Now we head over to the Yoast XML section, and we paste in that number to exclude it from the sitemap. Once that ID number is in place in Yoast, we can head back to Screaming Frog and re-run the report.
One of the best things about Screaming Frog is that you can run this report with the free version. If you upload the sitemap as a file, you can go past the 500 URL’s that you are limited to with the free version. You can also put in the sitemap URL to run the report as well.
Why Do Some URL’s Never Get Indexed in Google and Bing?
There are many reasons as to why some of your key pages don’t receive any organic traffic. Assuming you know the basics like title tags and stuff, you might want to take a deeper dive with tools like Google Search Console and Bing Webmaster Tools. Take notice of the Search Console report from Google individually to see what the ratio of submitted vs. pages that are indexable are. You want that number to be as close to 1:1 as possible. Anything that looks far off usually needs a more in-depth dive to figure out why the pages are not indexed in Google. If you want to run a comprehensive analysis, you should check out how to use log files for SEO where I go over how to see what search bots see when they visit your website.
Here is an example of what Google Search Console says about my sitemap. As you can see here, I am very close to the 1:1 ratio, so I know what I am trying to present is being properly indexed. This rate is the ideal state that you want to strive for regarding SEO.

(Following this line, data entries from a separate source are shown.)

//! Plain-text presenter for the command-line binary.

use std::io::{self, Write};

use crate::port::PresentationPort;
use crate::view_model::ViewModel;

/// Writes busy state, results and errors as text to any [`Write`] sink.
pub struct TerminalPresenter<W: Write> {
    out: W,
}

impl TerminalPresenter<io::Stdout> {
    pub fn stdout() -> Self {
        Self::new(io::stdout())
    }
}

impl<W: Write> TerminalPresenter<W> {
    pub fn new(out: W) -> Self {
        Self { out }
    }

    pub fn into_inner(self) -> W {
        self.out
    }

    fn write_results(&mut self, view: &ViewModel) -> io::Result<()> {
        let out = &mut self.out;

        writeln!(out)?;
        writeln!(out, "Homagama forecast ({})", view.theme)?;
        writeln!(out, "  Predicted temperature  {}", view.predicted_temp)?;
        writeln!(out, "  Predicted rain chance  {}", view.predicted_rain)?;

        writeln!(out)?;
        writeln!(out, "Today")?;
        writeln!(
            out,
            "  Max {}  Min {}  Avg {}  Precipitation {}",
            view.today_max, view.today_min, view.today_avg, view.today_precipitation
        )?;

        writeln!(out)?;
        writeln!(out, "{} ({}, {})", view.api_date, view.latitude, view.longitude)?;
        writeln!(out, "  Condition    {}", view.condition)?;
        writeln!(out, "  Mean temp    {}", view.api_temp)?;
        writeln!(out, "  Wind         {}", view.wind)?;
        writeln!(out, "  Humidity     {}", view.humidity)?;
        writeln!(out, "  UV index     {}", view.uv_index)?;
        writeln!(out, "  Rain chance  {}", view.rain_probability)?;

        if !view.hourly.is_empty() {
            writeln!(out)?;
            writeln!(out, "Hourly")?;
            for row in &view.hourly {
                writeln!(
                    out,
                    "  {}  {:>8}  {:>4}  {:>10}  {:>4}",
                    row.hour, row.temperature, row.rain, row.wind, row.humidity
                )?;
            }
        }

        writeln!(out)?;
        writeln!(out, "{}", view.status)?;
        out.flush()
    }

    fn write_line(&mut self, line: &str) {
        if let Err(e) = writeln!(self.out, "{}", line).and_then(|_| self.out.flush()) {
            tracing::warn!("Failed to write to terminal: {}", e);
        }
    }
}

impl<W: Write> PresentationPort for TerminalPresenter<W> {
    fn show_busy(&mut self) {
        self.write_line("Fetching forecast...");
    }

    fn hide_busy(&mut self) {}

    fn show_results(&mut self, view: &ViewModel) {
        if let Err(e) = self.write_results(view) {
            tracing::warn!("Failed to write results to terminal: {}", e);
        }
    }

    fn show_error(&mut self, message: &str) {
        self.write_line(&format!("Error: {}", message));
    }
}
//! Authoritative board state: terrain, occupancy, units.
//!
//! The `Board` owns every unit placed on it. Units live in an arena keyed
//! by `UnitId`; the occupant grid and the location index only ever hold
//! ids. The two indexes are kept in lockstep so that:
//! - a unit occupies at most one tile
//! - a tile holds at most one unit
//!
//! Every occupancy change ends with a shield recomputation, so derived
//! terrain is never stale when a query runs.

use rustc_hash::FxHashMap;
use tracing::debug;

use super::reach::Selection;
use crate::core::{Alignment, Grid, Terrain, Tile, UnitId};
use crate::units::Unit;

/// Default board height.
pub const DEFAULT_ROWS: usize = 8;

/// Default board width.
pub const DEFAULT_COLS: usize = 8;

/// The grid, the units on it, and the active selection.
#[derive(Clone, Debug)]
pub struct Board {
    pub(super) terrain: Grid<Terrain>,
    pub(super) occupants: Grid<Option<UnitId>>,
    pub(super) units: FxHashMap<UnitId, Unit>,
    locations: FxHashMap<UnitId, Tile>,
    pub(super) selection: Option<Selection>,
    next_id: UnitId,
}

impl Default for Board {
    fn default() -> Self {
        Self::new(DEFAULT_ROWS, DEFAULT_COLS)
    }
}

impl Board {
    /// Create an all-`Empty` board.
    #[must_use]
    pub fn new(rows: usize, cols: usize) -> Self {
        Self::from_terrain(Grid::with_value(rows, cols, Terrain::Empty))
    }

    /// Create a board from authored terrain.
    ///
    /// Panics if the layout contains shield tiles; those are derived.
    #[must_use]
    pub fn from_terrain(terrain: Grid<Terrain>) -> Self {
        assert!(
            terrain.iter().all(|(_, t)| !t.is_shield()),
            "Shield terrain is derived and cannot be authored"
        );

        let occupants = Grid::with_value(terrain.rows(), terrain.cols(), None);
        Self {
            terrain,
            occupants,
            units: FxHashMap::default(),
            locations: FxHashMap::default(),
            selection: None,
            next_id: UnitId(0),
        }
    }

    /// Number of rows.
    #[must_use]
    pub fn rows(&self) -> usize {
        self.terrain.rows()
    }

    /// Number of columns.
    #[must_use]
    pub fn cols(&self) -> usize {
        self.terrain.cols()
    }

    /// Whether a tile lies on the board.
    #[must_use]
    pub fn contains(&self, tile: Tile) -> bool {
        self.terrain.contains(tile)
    }

    // === Terrain ===

    /// Terrain at a tile, or `None` when out of bounds.
    #[must_use]
    pub fn terrain(&self, tile: Tile) -> Option<Terrain> {
        self.terrain.get(tile).copied()
    }

    /// The full terrain grid, shields included.
    #[must_use]
    pub fn terrain_grid(&self) -> &Grid<Terrain> {
        &self.terrain
    }

    /// Author a tile's terrain during setup.
    ///
    /// Panics if `terrain` is a shield or the tile is out of bounds.
    pub fn set_terrain(&mut self, tile: Tile, terrain: Terrain) {
        assert!(!terrain.is_shield(), "Shield terrain is derived and cannot be authored");
        self.terrain[tile] = terrain;
        self.recompute_shields();
    }

    // === Units ===

    /// Id of the unit on a tile.
    #[must_use]
    pub fn occupant_id(&self, tile: Tile) -> Option<UnitId> {
        self.occupants.get(tile).copied().flatten()
    }

    /// The unit on a tile.
    #[must_use]
    pub fn occupant(&self, tile: Tile) -> Option<&Unit> {
        self.occupant_id(tile).and_then(|id| self.units.get(&id))
    }

    /// The occupancy grid.
    #[must_use]
    pub fn occupant_grid(&self) -> &Grid<Option<UnitId>> {
        &self.occupants
    }

    /// Look up a unit on the board.
    #[must_use]
    pub fn unit(&self, id: UnitId) -> Option<&Unit> {
        self.units.get(&id)
    }

    /// Where a unit stands.
    #[must_use]
    pub fn find_unit(&self, id: UnitId) -> Option<Tile> {
        self.locations.get(&id).copied()
    }

    /// Take ownership of a unit and put it on `tile`.
    ///
    /// Setup-time operation with no legality check beyond the occupancy
    /// invariant: panics if the tile is out of bounds or already occupied.
    pub fn add_unit(&mut self, unit: Unit, tile: Tile) -> UnitId {
        let id = self.next_id;
        self.next_id = id.next();
        self.units.insert(id, unit);
        self.place_unit(id, tile);
        id
    }

    /// Put a unit already owned by this board on `tile`, lifting it from
    /// wherever it stood.
    ///
    /// Panics if the unit is unknown, the tile is out of bounds, or another
    /// unit holds the tile.
    pub fn place_unit(&mut self, id: UnitId, tile: Tile) {
        assert!(self.units.contains_key(&id), "{id} is not owned by this board");
        assert!(self.contains(tile), "Cannot place {id} at {tile}: out of bounds");
        match self.occupant_id(tile) {
            Some(other) if other != id => panic!("Cannot place {id} at {tile}: held by {other}"),
            _ => {}
        }

        if let Some(old) = self.locations.insert(id, tile) {
            self.occupants[old] = None;
        }
        self.occupants[tile] = Some(id);
        self.recompute_shields();
        debug_assert!(self.is_consistent());
    }

    /// Relocate a unit, destroying whatever stands on the destination.
    ///
    /// Legality is the caller's responsibility. Returns the captured unit.
    /// Panics if the mover is not on the board or the destination is out
    /// of bounds.
    pub fn move_unit(&mut self, id: UnitId, to: Tile) -> Option<Unit> {
        let Some(from) = self.find_unit(id) else {
            panic!("Cannot move {id}: not on the board");
        };
        assert!(self.contains(to), "Cannot move {id} to {to}: out of bounds");

        let captured = match self.occupant_id(to) {
            Some(defender) if defender != id => self.take(defender),
            _ => None,
        };

        self.occupants[from] = None;
        self.occupants[to] = Some(id);
        self.locations.insert(id, to);
        self.recompute_shields();
        debug_assert!(self.is_consistent());

        debug!(unit = %id, %from, %to, captured = captured.is_some(), "unit moved");
        captured
    }

    /// Take a unit off the board for good.
    ///
    /// Returns the unit, or `None` if it was not on the board.
    pub fn remove_unit(&mut self, id: UnitId) -> Option<Unit> {
        let unit = self.take(id)?;
        self.recompute_shields();
        Some(unit)
    }

    /// Detach a unit from every index without recomputing shields.
    fn take(&mut self, id: UnitId) -> Option<Unit> {
        let tile = self.locations.remove(&id)?;
        self.occupants[tile] = None;
        if self.selection.as_ref().is_some_and(|s| s.unit == id) {
            self.selection = None;
        }
        self.units.remove(&id)
    }

    // === Alignment queries ===

    /// Tiles holding units of one side, in row-major order.
    #[must_use]
    pub fn tiles_with_units_of(&self, alignment: Alignment) -> Vec<Tile> {
        self.occupants
            .iter()
            .filter_map(|(tile, id)| {
                let unit = self.units.get(id.as_ref()?)?;
                (unit.alignment == alignment).then_some(tile)
            })
            .collect()
    }

    /// Ids of units of one side, in row-major order of their tiles.
    #[must_use]
    pub fn units_of(&self, alignment: Alignment) -> Vec<UnitId> {
        self.tiles_with_units_of(alignment)
            .into_iter()
            .filter_map(|tile| self.occupant_id(tile))
            .collect()
    }

    /// Number of units of one side on the board.
    #[must_use]
    pub fn count_of(&self, alignment: Alignment) -> usize {
        self.units.values().filter(|u| u.alignment == alignment).count()
    }

    /// Whether every unit of one side has acted. Vacuously true for an
    /// empty side.
    #[must_use]
    pub fn all_units_moved(&self, alignment: Alignment) -> bool {
        self.units
            .values()
            .filter(|u| u.alignment == alignment)
            .all(|u| u.already_moved)
    }

    /// Clear the acted flag on every unit of one side.
    pub fn reset_already_moved(&mut self, alignment: Alignment) {
        for unit in self.units.values_mut().filter(|u| u.alignment == alignment) {
            unit.already_moved = false;
        }
    }

    /// Mark a unit as having acted. Panics if the unit is not on the board.
    pub fn mark_moved(&mut self, id: UnitId) {
        match self.units.get_mut(&id) {
            Some(unit) => unit.already_moved = true,
            None => panic!("Cannot mark {id} as moved: not on the board"),
        }
    }

    /// Check the occupancy invariants. Used by tests and debug assertions.
    #[must_use]
    pub fn is_consistent(&self) -> bool {
        let placed = self.occupants.iter().filter(|(_, id)| id.is_some()).count();
        placed == self.units.len()
            && placed == self.locations.len()
            && self
                .locations
                .iter()
                .all(|(id, tile)| self.occupant_id(*tile) == Some(*id))
    }
}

Another reason why individual pages might not be indexed can be due to an improper sitemap file. You should be using an XML sitemap file when you present that to the engines. You might have some restrictions on your site with the robots.txt file that explicitly blocks individual pages from being seen by their bots. You could also have some NOINDEX tags on your site that can be preventing these pages from being indexed. Either way, you now have a few things to look at when you are reviewing your site.